Task goal:
Go through the entries below and count the lines holding the word "that". Reply with only the number, please.

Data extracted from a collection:
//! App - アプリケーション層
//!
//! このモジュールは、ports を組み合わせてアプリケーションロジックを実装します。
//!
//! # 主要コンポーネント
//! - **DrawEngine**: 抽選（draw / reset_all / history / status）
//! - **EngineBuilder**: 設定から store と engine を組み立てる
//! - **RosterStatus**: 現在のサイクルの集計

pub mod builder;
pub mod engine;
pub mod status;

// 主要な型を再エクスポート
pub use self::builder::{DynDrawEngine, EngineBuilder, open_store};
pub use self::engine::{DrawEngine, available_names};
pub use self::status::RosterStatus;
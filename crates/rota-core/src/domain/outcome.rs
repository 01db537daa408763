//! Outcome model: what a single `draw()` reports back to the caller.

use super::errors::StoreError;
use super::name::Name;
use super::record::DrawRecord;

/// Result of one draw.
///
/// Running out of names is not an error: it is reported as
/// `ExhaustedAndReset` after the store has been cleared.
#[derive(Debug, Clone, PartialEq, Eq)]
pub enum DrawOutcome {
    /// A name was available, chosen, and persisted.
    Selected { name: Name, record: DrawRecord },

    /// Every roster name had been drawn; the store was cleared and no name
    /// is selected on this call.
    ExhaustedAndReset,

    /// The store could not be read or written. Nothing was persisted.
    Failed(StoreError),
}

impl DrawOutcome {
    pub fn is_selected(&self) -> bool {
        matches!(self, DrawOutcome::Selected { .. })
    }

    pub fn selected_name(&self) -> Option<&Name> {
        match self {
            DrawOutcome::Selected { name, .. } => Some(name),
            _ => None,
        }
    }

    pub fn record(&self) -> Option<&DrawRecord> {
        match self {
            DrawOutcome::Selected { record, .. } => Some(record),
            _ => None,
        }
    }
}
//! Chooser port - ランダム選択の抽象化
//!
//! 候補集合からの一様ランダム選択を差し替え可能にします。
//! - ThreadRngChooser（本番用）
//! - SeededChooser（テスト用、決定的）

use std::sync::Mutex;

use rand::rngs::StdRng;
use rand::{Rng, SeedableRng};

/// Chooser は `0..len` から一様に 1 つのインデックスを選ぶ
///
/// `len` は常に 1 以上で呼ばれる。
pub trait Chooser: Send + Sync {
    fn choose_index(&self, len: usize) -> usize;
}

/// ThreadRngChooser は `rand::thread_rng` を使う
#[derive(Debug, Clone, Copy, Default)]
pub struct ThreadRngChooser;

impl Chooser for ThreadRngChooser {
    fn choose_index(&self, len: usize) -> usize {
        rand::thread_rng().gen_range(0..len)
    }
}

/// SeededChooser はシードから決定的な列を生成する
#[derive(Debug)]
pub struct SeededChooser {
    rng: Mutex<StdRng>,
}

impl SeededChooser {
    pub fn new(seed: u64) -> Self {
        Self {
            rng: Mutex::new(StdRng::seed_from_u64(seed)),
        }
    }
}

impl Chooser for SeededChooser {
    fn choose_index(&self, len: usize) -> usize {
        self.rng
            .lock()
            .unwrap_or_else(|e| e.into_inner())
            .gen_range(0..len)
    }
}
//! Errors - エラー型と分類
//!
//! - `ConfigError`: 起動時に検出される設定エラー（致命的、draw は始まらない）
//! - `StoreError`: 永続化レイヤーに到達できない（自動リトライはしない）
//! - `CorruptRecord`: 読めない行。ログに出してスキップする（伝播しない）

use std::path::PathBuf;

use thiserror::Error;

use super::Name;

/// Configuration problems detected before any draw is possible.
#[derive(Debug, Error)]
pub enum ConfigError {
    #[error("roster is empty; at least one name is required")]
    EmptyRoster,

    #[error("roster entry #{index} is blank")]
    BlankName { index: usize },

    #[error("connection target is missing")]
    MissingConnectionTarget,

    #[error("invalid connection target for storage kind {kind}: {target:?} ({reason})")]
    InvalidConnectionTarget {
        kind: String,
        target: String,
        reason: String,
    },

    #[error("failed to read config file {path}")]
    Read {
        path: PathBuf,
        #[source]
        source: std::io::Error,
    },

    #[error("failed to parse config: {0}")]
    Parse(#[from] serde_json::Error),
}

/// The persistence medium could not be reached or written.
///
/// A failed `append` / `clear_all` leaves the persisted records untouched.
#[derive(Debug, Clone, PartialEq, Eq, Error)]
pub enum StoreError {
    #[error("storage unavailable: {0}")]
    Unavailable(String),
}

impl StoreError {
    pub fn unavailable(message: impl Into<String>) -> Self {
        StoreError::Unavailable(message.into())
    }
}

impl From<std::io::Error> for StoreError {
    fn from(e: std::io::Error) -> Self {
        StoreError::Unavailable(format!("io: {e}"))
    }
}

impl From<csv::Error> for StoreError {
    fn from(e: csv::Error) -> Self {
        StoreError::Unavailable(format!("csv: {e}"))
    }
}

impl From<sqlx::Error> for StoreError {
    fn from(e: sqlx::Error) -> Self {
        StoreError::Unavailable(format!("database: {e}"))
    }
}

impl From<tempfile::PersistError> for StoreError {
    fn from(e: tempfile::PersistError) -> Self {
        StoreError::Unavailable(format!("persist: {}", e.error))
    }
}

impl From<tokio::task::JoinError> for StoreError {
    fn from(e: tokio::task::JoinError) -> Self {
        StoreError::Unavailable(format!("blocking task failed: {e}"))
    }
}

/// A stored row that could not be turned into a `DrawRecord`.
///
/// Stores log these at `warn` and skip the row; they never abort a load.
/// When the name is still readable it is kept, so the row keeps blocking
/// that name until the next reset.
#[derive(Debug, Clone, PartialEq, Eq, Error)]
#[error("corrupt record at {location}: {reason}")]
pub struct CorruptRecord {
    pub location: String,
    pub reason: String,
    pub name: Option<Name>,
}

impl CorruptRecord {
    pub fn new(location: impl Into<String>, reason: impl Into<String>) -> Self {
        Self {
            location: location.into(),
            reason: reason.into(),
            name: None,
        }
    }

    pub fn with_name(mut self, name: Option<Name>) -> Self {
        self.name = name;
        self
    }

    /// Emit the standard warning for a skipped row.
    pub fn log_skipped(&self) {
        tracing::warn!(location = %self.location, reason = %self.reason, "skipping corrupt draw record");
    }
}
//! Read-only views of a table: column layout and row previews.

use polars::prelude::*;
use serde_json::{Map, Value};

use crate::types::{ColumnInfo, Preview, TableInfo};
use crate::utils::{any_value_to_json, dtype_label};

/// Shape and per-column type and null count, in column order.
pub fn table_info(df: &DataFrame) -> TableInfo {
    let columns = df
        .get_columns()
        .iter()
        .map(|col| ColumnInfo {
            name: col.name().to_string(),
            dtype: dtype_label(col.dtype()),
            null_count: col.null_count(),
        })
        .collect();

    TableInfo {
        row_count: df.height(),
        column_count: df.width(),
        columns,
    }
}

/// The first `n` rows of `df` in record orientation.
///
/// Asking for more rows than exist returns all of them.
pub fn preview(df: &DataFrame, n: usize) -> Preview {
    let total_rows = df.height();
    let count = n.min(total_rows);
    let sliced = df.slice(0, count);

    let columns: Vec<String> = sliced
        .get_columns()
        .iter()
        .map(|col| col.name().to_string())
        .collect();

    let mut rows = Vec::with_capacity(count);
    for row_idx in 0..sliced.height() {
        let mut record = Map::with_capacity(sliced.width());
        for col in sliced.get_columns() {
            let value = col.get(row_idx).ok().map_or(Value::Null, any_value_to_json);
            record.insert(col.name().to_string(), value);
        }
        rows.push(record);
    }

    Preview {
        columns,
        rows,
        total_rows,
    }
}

Response:
2